When they came for me, I wasn’t expecting it. Every day since the election, I’ve felt just a little less safe, but I never thought they’d actually round us up. Even after the ban, I still had hope. I’m an American citizen, an attorney who knows what they’re doing is unconstitutional. There’s a red sticker on my front door resembling a stop sign; it reads “GET A WARRANT.”
But they had no warrant when they busted in the front door of my home. “Hands up! Down on the ground!” I wasn’t sure how to do both simultaneously, but I tried, frozen in a humiliating yoga pose. Downward Muslimah.
Two uniformed men searched my home, found nothing, and arrested me in the living room. “What’s the charge,” I kept asking, but no answer. Finally, one of the men said, “Just think of it as summer camp. All your terrorist scum buddies will be there.”
“But what is the charge?” I asked again, enunciating every syllable as though it mattered.
“Bitch, we don’t gotta charge your Mozlem ass with shit. Your time is up!”

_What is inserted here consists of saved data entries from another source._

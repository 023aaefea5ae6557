//! Renders a floating-point value into a seven-significant-digit [`DigitBuffer`].

use crate::digit_buffer::DigitBuffer;
use crate::glyph::Glyph;
use crate::shared_constants::DIGIT_BUDGET;
use crate::{Error, Result};

/// Largest magnitude that fits the digit budget.
pub const MAX_MAGNITUDE: u32 = 9_999_999;

/// Fractions at or below this are treated as zero.
const FRACTION_EPSILON: f32 = 1e-7;

/// Formats `value` for the display.
///
/// The integer part is kept whole; whatever is left of the seven-digit budget goes to the
/// fraction, rounded half away from zero with trailing zeros dropped. A rounding carry that
/// pushes the integer part past [`MAX_MAGNITUDE`] is an overflow.
///
/// # Errors
///
/// - [`Error::NumericInvalid`] for NaN or an infinite magnitude.
/// - [`Error::NumericOverflow`] when the magnitude needs more than seven integer digits.
///
/// Callers show [`DigitBuffer::error()`] for either, and treat the value as NaN from then on.
#[expect(
    clippy::cast_possible_truncation,
    clippy::cast_sign_loss,
    clippy::cast_precision_loss,
    reason = "The magnitude is checked to be within 0..=9_999_999 before each cast"
)]
pub fn format(value: f32) -> Result<DigitBuffer> {
    if value.is_nan() {
        return Err(Error::NumericInvalid);
    }
    let negative = value < 0.0;
    let magnitude = if negative { -value } else { value };
    if magnitude.is_infinite() {
        return Err(Error::NumericInvalid);
    }
    if magnitude > MAX_MAGNITUDE as f32 {
        return Err(Error::NumericOverflow);
    }

    let mut int_part = magnitude as u32;
    let int_digits = digit_count(int_part);
    if int_digits > DIGIT_BUDGET {
        return Err(Error::NumericOverflow);
    }

    let frac_budget = DIGIT_BUDGET.saturating_sub(int_digits);
    let fraction = magnitude - int_part as f32;
    let mut frac_scaled = 0_u32;
    if frac_budget > 0 && fraction > FRACTION_EPSILON {
        let multiplier = 10_u32.pow(u32::from(frac_budget));
        frac_scaled = libm::roundf(fraction * multiplier as f32) as u32;
        if frac_scaled >= multiplier {
            frac_scaled = 0;
            int_part = int_part.saturating_add(1);
            if int_part > MAX_MAGNITUDE {
                return Err(Error::NumericOverflow);
            }
        }
    }

    let mut buffer = DigitBuffer::empty();
    buffer.set_negative(negative);

    // The fraction field is `frac_budget` digits wide, so leading zeros stay.
    let (mut fraction_digits, stripped) = strip_trailing_zeros(frac_scaled);
    if fraction_digits > 0 {
        for _ in stripped..frac_budget {
            buffer.push(Glyph::digit(low_digit(fraction_digits)))?;
            fraction_digits /= 10;
        }
        buffer.mark_decimal_point();
    }

    let mut integer_digits = int_part;
    loop {
        if buffer.visible_count() >= DIGIT_BUDGET {
            break;
        }
        buffer.push(Glyph::digit(low_digit(integer_digits)))?;
        integer_digits /= 10;
        if integer_digits == 0 {
            break;
        }
    }

    Ok(buffer)
}

/// Like [`format`], but substitutes the ERROR display on failure.
#[must_use]
pub fn format_or_error(value: f32) -> DigitBuffer {
    format(value).unwrap_or_else(|_| DigitBuffer::error())
}

/// Decimal digits in `value`, counting 0 as one digit.
#[expect(clippy::arithmetic_side_effects, reason = "At most ten iterations")]
const fn digit_count(mut value: u32) -> u8 {
    let mut count = 1;
    while value >= 10 {
        value /= 10;
        count += 1;
    }
    count
}

#[expect(clippy::integer_division_remainder_used, reason = "Digit extraction")]
#[expect(clippy::cast_possible_truncation, reason = "Remainder is below 10")]
const fn low_digit(value: u32) -> u8 {
    (value % 10) as u8
}

#[expect(clippy::integer_division_remainder_used, reason = "Digit extraction")]
#[expect(clippy::arithmetic_side_effects, reason = "At most nine zeros")]
const fn strip_trailing_zeros(mut value: u32) -> (u32, u8) {
    let mut stripped = 0;
    while value > 0 && value % 10 == 0 {
        value /= 10;
        stripped += 1;
    }
    (value, stripped)
}
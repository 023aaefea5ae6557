//! The main-loop side of the appliance: keypad scan, mode selection and key dispatch.
//!
//! The two periodic tasks (display refresh and countdown tick) only ever see [`SharedState`].
//! The calculator lives here because nothing else reads it.

use embassy_time::Instant;

use crate::Result;
use crate::calculator::{Calculator, CalculatorEvent};
use crate::countdown::CountdownEvent;
use crate::keypad::{Key, KeypadMatrix, KeypadScanner};
use crate::mode::{Mode, ModeSignals};
use crate::relay::RelayCommand;
use crate::shared::SharedState;

/// Where a key went and what it did.
#[cfg_attr(feature = "defmt", derive(defmt::Format))]
#[derive(Debug, Clone, Copy, PartialEq, Eq)]
pub enum Dispatch {
    Countdown(CountdownEvent),
    Calculator(CalculatorEvent),
}

/// The result of one main-loop iteration.
#[cfg_attr(feature = "defmt", derive(defmt::Format))]
#[derive(Debug, Clone, Copy, PartialEq, Eq, Default)]
pub struct PollOutcome {
    /// Set when the selector changed the mode. The caller waits out the settle delay.
    pub switched_to: Option<Mode>,
    /// The key released during this iteration, if any.
    pub key: Option<(Key, Dispatch)>,
}

#[derive(Debug, Default)]
pub struct Appliance {
    calculator: Calculator,
    scanner: KeypadScanner,
}

impl Appliance {
    #[must_use]
    pub const fn new() -> Self {
        Self {
            calculator: Calculator::new(),
            scanner: KeypadScanner::new(),
        }
    }

    /// One main-loop iteration: scan, then follow the selector, then dispatch any key to the mode
    /// that is live after the selector has been read.
    ///
    /// # Errors
    ///
    /// Returns an error if the keypad or selector lines cannot be driven or read.
    pub fn poll(
        &mut self,
        shared: &SharedState,
        keypad: &mut impl KeypadMatrix,
        modes: &mut impl ModeSignals,
        now: Instant,
    ) -> Result<PollOutcome> {
        let key = self.scanner.poll(keypad, now)?;
        let calculator_requested = modes.calculator_requested()?;
        let timer_requested = modes.timer_requested()?;
        let switched_to = self.select_mode(shared, calculator_requested, timer_requested);
        let key = key.map(|key| (key, self.dispatch(shared, key)));
        Ok(PollOutcome { switched_to, key })
    }

    /// Switches mode when the selector asks for a different one, resetting the state machine
    /// being entered. Returns the new mode, or `None` when nothing changed.
    ///
    /// Calling this again with the same levels is a no-op.
    pub fn select_mode(
        &mut self,
        shared: &SharedState,
        calculator_requested: bool,
        timer_requested: bool,
    ) -> Option<Mode> {
        let calculator = &mut self.calculator;
        let switched_to = shared.with(|core| {
            let target = core.mode.requested(calculator_requested, timer_requested)?;
            core.mode = target;
            match target {
                Mode::Calculator => core.buffer = calculator.reset(),
                Mode::Countdown => core.countdown.reset(&mut core.buffer),
            }
            Some(target)
        });
        if switched_to == Some(Mode::Countdown) {
            shared.request_relay(RelayCommand::Release);
        }
        switched_to
    }

    /// Hands `key` to the state machine of the current mode.
    pub fn dispatch(&mut self, shared: &SharedState, key: Key) -> Dispatch {
        match shared.mode() {
            Mode::Countdown => {
                let event = shared.with(|core| core.countdown.handle_key(key, &mut core.buffer));
                if event == CountdownEvent::Reset {
                    shared.request_relay(RelayCommand::Release);
                }
                Dispatch::Countdown(event)
            }
            Mode::Calculator => {
                let (event, rendered) = self.calculator.handle_key(key);
                if let Some(buffer) = rendered {
                    shared.set_buffer(buffer);
                }
                Dispatch::Calculator(event)
            }
        }
    }

    #[must_use]
    pub const fn calculator(&self) -> &Calculator {
        &self.calculator
    }
}
use derive_more::derive::{Display, Error};

/// A specialized `Result` where the error is this crate's `Error` type.
pub type Result<T, E = Error> = core::result::Result<T, E>;

/// Define a unified error type for this crate.
///
/// The numeric variants never reach a caller as a failure: the calculator turns them into the
/// sticky ERROR display, and the two entry-overflow variants are silently dropped keypresses.
#[derive(Debug, Display, Error, Clone, Copy, PartialEq, Eq)]
#[cfg_attr(feature = "defmt", derive(defmt::Format))]
pub enum Error {
    // `embassy_executor::SpawnError` carries no detail worth keeping and does not implement
    // `core::error::Error`, so the variant holds nothing.
    #[display("Task could not be spawned")]
    TaskSpawn,

    /// The magnitude needs more than the seven-digit budget.
    #[display("Value does not fit in seven digits")]
    NumericOverflow,

    /// NaN or infinite value.
    #[display("Value is not a finite number")]
    NumericInvalid,

    /// Operand entry already holds 1,000,000 or more.
    #[display("Operand entry is full")]
    InputOverflow,

    /// Eight duration digits have already been entered.
    #[display("Countdown entry is full")]
    EntryOverflow,

    #[display("Digit buffer is full")]
    DigitBufferFull,

    #[display("Index out of bounds")]
    IndexOutOfBounds,

    #[display("Error setting output state")]
    CannotSetOutputState,

    #[display("Error reading input state")]
    CannotReadInput,
}

#[cfg(any(feature = "pico1", feature = "pico2"))]
impl From<embassy_executor::SpawnError> for Error {
    fn from(_: embassy_executor::SpawnError) -> Self {
        Self::TaskSpawn
    }
}
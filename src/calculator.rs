//! Calculator mode: a four-function calculator that evaluates as it goes.
//!
//! There is no operator precedence. Each operator (or Equals) first applies the pending
//! operation, so `2 + 3 × 4 =` is `(2 + 3) × 4`. NaN in the accumulator is the sticky error
//! state: arithmetic is refused until Clear, or until a digit key resets implicitly.

use crate::digit_buffer::DigitBuffer;
use crate::float_format::format;
use crate::keypad::{Key, Operator};
use crate::{Error, Result};

/// Operand entry stops accepting digits at this size.
const OPERAND_ENTRY_LIMIT: f32 = 1_000_000.0;

/// What a key did in calculator mode.
#[cfg_attr(feature = "defmt", derive(defmt::Format))]
#[derive(Debug, Clone, Copy, PartialEq, Eq)]
pub enum CalculatorEvent {
    DigitEntered,
    /// The operand under entry was already at the size limit.
    DigitRejected,
    OperatorSet(Operator),
    /// An operator arrived while the calculator shows ERROR and was not stored.
    OperatorRefused,
    Evaluated,
    Error,
    Cleared,
    Ignored,
}

/// Calculator application state.
#[derive(Debug, Clone, Copy, PartialEq)]
pub struct Calculator {
    accumulator: f32,
    pending_operand: f32,
    pending_operator: Option<Operator>,
    awaiting_new_operand: bool,
}

impl Calculator {
    #[must_use]
    pub const fn new() -> Self {
        Self {
            accumulator: 0.0,
            pending_operand: 0.0,
            pending_operator: None,
            awaiting_new_operand: true,
        }
    }

    /// Back to `0` with nothing pending.
    pub fn reset(&mut self) -> DigitBuffer {
        *self = Self::new();
        DigitBuffer::zero()
    }

    /// Applies one key. Returns the buffer to display when the display changes.
    pub fn handle_key(&mut self, key: Key) -> (CalculatorEvent, Option<DigitBuffer>) {
        match key {
            Key::Digit(digit) => self.enter_digit(digit),
            Key::Operator(operator) => {
                let rendered = self.evaluate_if_entering();
                let event = if self.is_error() {
                    CalculatorEvent::OperatorRefused
                } else {
                    self.pending_operator = Some(operator);
                    CalculatorEvent::OperatorSet(operator)
                };
                self.awaiting_new_operand = true;
                (event, rendered)
            }
            Key::Equals => {
                let rendered = self.evaluate_if_entering();
                self.pending_operator = None;
                self.awaiting_new_operand = true;
                let event = match rendered {
                    Some(_) if self.is_error() => CalculatorEvent::Error,
                    Some(_) => CalculatorEvent::Evaluated,
                    None => CalculatorEvent::Ignored,
                };
                (event, rendered)
            }
            Key::Clear => (CalculatorEvent::Cleared, Some(self.reset())),
        }
    }

    fn enter_digit(&mut self, digit: u8) -> (CalculatorEvent, Option<DigitBuffer>) {
        if self.is_error() {
            self.reset();
        }
        if self.awaiting_new_operand {
            self.pending_operand = 0.0;
            self.awaiting_new_operand = false;
        }
        match self.append_digit(digit) {
            Ok(()) => {
                let rendered = self.render(self.pending_operand);
                (CalculatorEvent::DigitEntered, Some(rendered))
            }
            Err(_) => (CalculatorEvent::DigitRejected, None),
        }
    }

    #[expect(clippy::float_cmp, reason = "Exact zero means nothing has been typed yet")]
    fn append_digit(&mut self, digit: u8) -> Result<()> {
        let digit = f32::from(digit.min(9));
        if self.pending_operand == 0.0 {
            self.pending_operand = digit;
            return Ok(());
        }
        if self.pending_operand >= OPERAND_ENTRY_LIMIT {
            return Err(Error::InputOverflow);
        }
        self.pending_operand = self.pending_operand * 10.0 + digit;
        Ok(())
    }

    fn evaluate_if_entering(&mut self) -> Option<DigitBuffer> {
        if self.awaiting_new_operand {
            None
        } else {
            self.evaluate()
        }
    }

    /// Applies the pending operation to the accumulator and renders the result.
    ///
    /// The result also becomes the pending operand. Returns `None` while in the error state.
    fn evaluate(&mut self) -> Option<DigitBuffer> {
        self.awaiting_new_operand = true;
        if self.is_error() {
            return None;
        }
        self.accumulator = match self.pending_operator {
            None => self.pending_operand,
            Some(operator) => {
                let result = operator.apply(self.accumulator, self.pending_operand);
                if result.is_finite() { result } else { f32::NAN }
            }
        };
        let rendered = self.render(self.accumulator);
        self.pending_operand = self.accumulator;
        Some(rendered)
    }

    /// Formats `value`; a value the display cannot hold poisons the accumulator.
    fn render(&mut self, value: f32) -> DigitBuffer {
        format(value).unwrap_or_else(|_| {
            self.accumulator = f32::NAN;
            DigitBuffer::error()
        })
    }

    /// `true` while the display shows ERROR.
    #[must_use]
    pub const fn is_error(&self) -> bool {
        self.accumulator.is_nan()
    }

    #[must_use]
    pub const fn accumulator(&self) -> f32 {
        self.accumulator
    }

    #[must_use]
    pub const fn pending_operand(&self) -> f32 {
        self.pending_operand
    }

    #[must_use]
    pub const fn pending_operator(&self) -> Option<Operator> {
        self.pending_operator
    }

    #[must_use]
    pub const fn is_awaiting_new_operand(&self) -> bool {
        self.awaiting_new_operand
    }
}

impl Default for Calculator {
    fn default() -> Self {
        Self::new()
    }
}

#[cfg(all(test, not(target_os = "none")))]
mod tests {
    use super::*;

    fn press(calculator: &mut Calculator, keys: &[Key]) -> Option<DigitBuffer> {
        keys.iter()
            .filter_map(|&key| calculator.handle_key(key).1)
            .last()
    }

    #[test]
    fn leading_zero_is_replaced() {
        let mut calculator = Calculator::new();
        press(&mut calculator, &[Key::Digit(0), Key::Digit(0), Key::Digit(7)]);
        assert_eq!(calculator.pending_operand(), 7.0);
    }

    #[test]
    fn entry_stops_at_seven_digits() {
        let mut calculator = Calculator::new();
        for _ in 0..7 {
            calculator.handle_key(Key::Digit(9));
        }
        assert_eq!(calculator.pending_operand(), 9_999_999.0);
        let (event, rendered) = calculator.handle_key(Key::Digit(9));
        assert_eq!(event, CalculatorEvent::DigitRejected);
        assert_eq!(rendered, None);
        assert_eq!(calculator.pending_operand(), 9_999_999.0);
    }

    #[test]
    fn operator_without_entry_only_replaces_operator() {
        let mut calculator = Calculator::new();
        press(
            &mut calculator,
            &[
                Key::Digit(6),
                Key::Operator(Operator::Add),
                Key::Operator(Operator::Multiply),
            ],
        );
        assert_eq!(calculator.pending_operator(), Some(Operator::Multiply));
        assert_eq!(calculator.accumulator(), 6.0);
    }
}
//! Build automation tasks for the timer-calc project.
//!
//! Run with: `cargo xtask <command>`

use clap::{Parser, Subcommand};
use owo_colors::OwoColorize;
use std::process::{Command, ExitCode};

/// Firmware binary built by `build` and `uf2`.
const FIRMWARE: &str = "timer_calc";

#[derive(Parser)]
#[command(name = "xtask")]
#[command(about = "Build automation for timer-calc", long_about = None)]
struct Cli {
    #[command(subcommand)]
    command: Commands,
}

#[derive(Subcommand)]
enum Commands {
    /// Run all checks: host tests, library and firmware for both boards, docs
    CheckAll,
    /// Build the firmware for a board
    Build {
        #[arg(long, default_value = "pico1")]
        board: Board,
    },
    /// Build UF2 firmware file for flashing to Pico
    Uf2 {
        #[arg(long, default_value = "pico1")]
        board: Board,
    },
}

#[derive(Clone, Copy, clap::ValueEnum)]
enum Board {
    Pico1,
    Pico2,
}

impl std::fmt::Display for Board {
    fn fmt(&self, f: &mut std::fmt::Formatter<'_>) -> std::fmt::Result {
        match self {
            Board::Pico1 => write!(f, "pico1"),
            Board::Pico2 => write!(f, "pico2"),
        }
    }
}

impl Board {
    fn target(self) -> &'static str {
        match self {
            Board::Pico1 => "thumbv6m-none-eabi",
            Board::Pico2 => "thumbv8m.main-none-eabihf",
        }
    }

    fn features(self) -> String {
        format!("{self},arm")
    }
}

fn main() -> ExitCode {
    let cli = Cli::parse();

    match cli.command {
        Commands::CheckAll => check_all(),
        Commands::Build { board } => build_firmware(board),
        Commands::Uf2 { board } => build_uf2(board),
    }
}

fn check_all() -> ExitCode {
    let workspace_root = workspace_root();

    println!("{}", "==> Running host tests...".cyan());
    let host_target = host_target();
    match host_target.as_deref() {
        Some(target) => {
            println!(
                "  {}",
                format!("Using host target: {target}").bright_black()
            );
        }
        None => {
            println!(
                "{}",
                "  Unable to detect host target; relying on cargo default.".bright_black()
            );
        }
    }

    let mut host_test_cmd = Command::new("cargo");
    host_test_cmd
        .current_dir(&workspace_root)
        .args(["test", "--lib", "--tests"]);

    if let Some(target) = host_target {
        host_test_cmd.arg("--target").arg(target);
    }

    host_test_cmd.args(["--no-default-features", "--features", "host"]);

    if !run_command(&mut host_test_cmd) {
        return ExitCode::FAILURE;
    }

    for board in [Board::Pico1, Board::Pico2] {
        println!(
            "\n{}",
            format!("==> Building library and firmware ({board})...").cyan()
        );
        if !build_quiet(board, &["build", "--lib"]) || !build_firmware_ok(board, false) {
            return ExitCode::FAILURE;
        }
    }

    println!("\n{}", "==> Building documentation...".cyan());
    if !build_quiet(Board::Pico2, &["doc", "--no-deps", "--lib"]) {
        return ExitCode::FAILURE;
    }

    println!("\n{}", "==> All checks passed!".green().bold());
    ExitCode::SUCCESS
}

fn build_quiet(board: Board, args: &[&str]) -> bool {
    let features = board.features();
    run_command(
        Command::new("cargo")
            .current_dir(workspace_root())
            .args(args)
            .args([
                "--target",
                board.target(),
                "--features",
                &features,
                "--no-default-features",
            ]),
    )
}

fn build_firmware_ok(board: Board, release: bool) -> bool {
    let mut args = vec!["build", "--bin", FIRMWARE];
    if release {
        args.push("--release");
    }
    build_quiet(board, &args)
}

fn build_firmware(board: Board) -> ExitCode {
    println!(
        "{}",
        format!("Building '{FIRMWARE}' with features: {}", board.features()).cyan()
    );

    if build_firmware_ok(board, false) {
        println!("{}", "Build successful!".green());
        ExitCode::SUCCESS
    } else {
        ExitCode::FAILURE
    }
}

fn build_uf2(board: Board) -> ExitCode {
    let workspace_root = workspace_root();
    let target = board.target();

    println!("{}", format!("Building UF2 for '{FIRMWARE}' ({board})").cyan());
    println!("  Features: {}", board.features().bright_black());
    println!("  Target: {}", target.bright_black());

    // Build in release mode for UF2
    if !build_firmware_ok(board, true) {
        return ExitCode::FAILURE;
    }

    // Convert to UF2 using elf2uf2-rs
    let elf_path = format!("target/{target}/release/{FIRMWARE}");
    let uf2_path = format!("{FIRMWARE}_{board}.uf2");

    println!("\n{}", "Converting to UF2 format...".cyan());

    if run_command(
        Command::new("elf2uf2-rs")
            .current_dir(&workspace_root)
            .args([&elf_path, &uf2_path]),
    ) {
        println!("{}", format!("UF2 created: {uf2_path}").green().bold());
        println!("{}", "Ready to drag-and-drop to your Pico!".bright_black());
        ExitCode::SUCCESS
    } else {
        println!(
            "{}",
            "Note: Install elf2uf2-rs with: cargo install elf2uf2-rs".yellow()
        );
        ExitCode::FAILURE
    }
}

fn workspace_root() -> std::path::PathBuf {
    // `cargo xtask` runs from the workspace root.
    std::env::current_dir().expect("Failed to get current directory")
}

fn host_target() -> Option<String> {
    let output = Command::new("rustc").arg("-vV").output().ok()?;
    if !output.status.success() {
        return None;
    }

    let stdout = String::from_utf8_lossy(&output.stdout);
    for line in stdout.lines() {
        if let Some(host) = line.strip_prefix("host: ") {
            return Some(host.trim().to_string());
        }
    }
    None
}

fn run_command(cmd: &mut Command) -> bool {
    match cmd.status() {
        Ok(status) => status.success(),
        Err(e) => {
            eprintln!("{}", format!("Failed to execute command: {e}").red());
            false
        }
    }
}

“You can’t do this. I’m an American citizen. I have rights!”
“Rights? You sand niggers ain’t got no rights no more. Haven’t you heard?” the man replied as he cuffed and pulled me up to my feet in a single motion.
I hadn’t heard. The thing about genocide is that there’s never sufficient notice. I knew things were getting bad. I read the same state-run newspapers as everyone else. But they hadn’t repealed the Constitution yet. I thought there was still time.
“I invoke my right to counsel,” I said from the back of the van as we pulled up to a toxic waste treatment plant.
“Good luck with that,” the man in the passenger seat replied.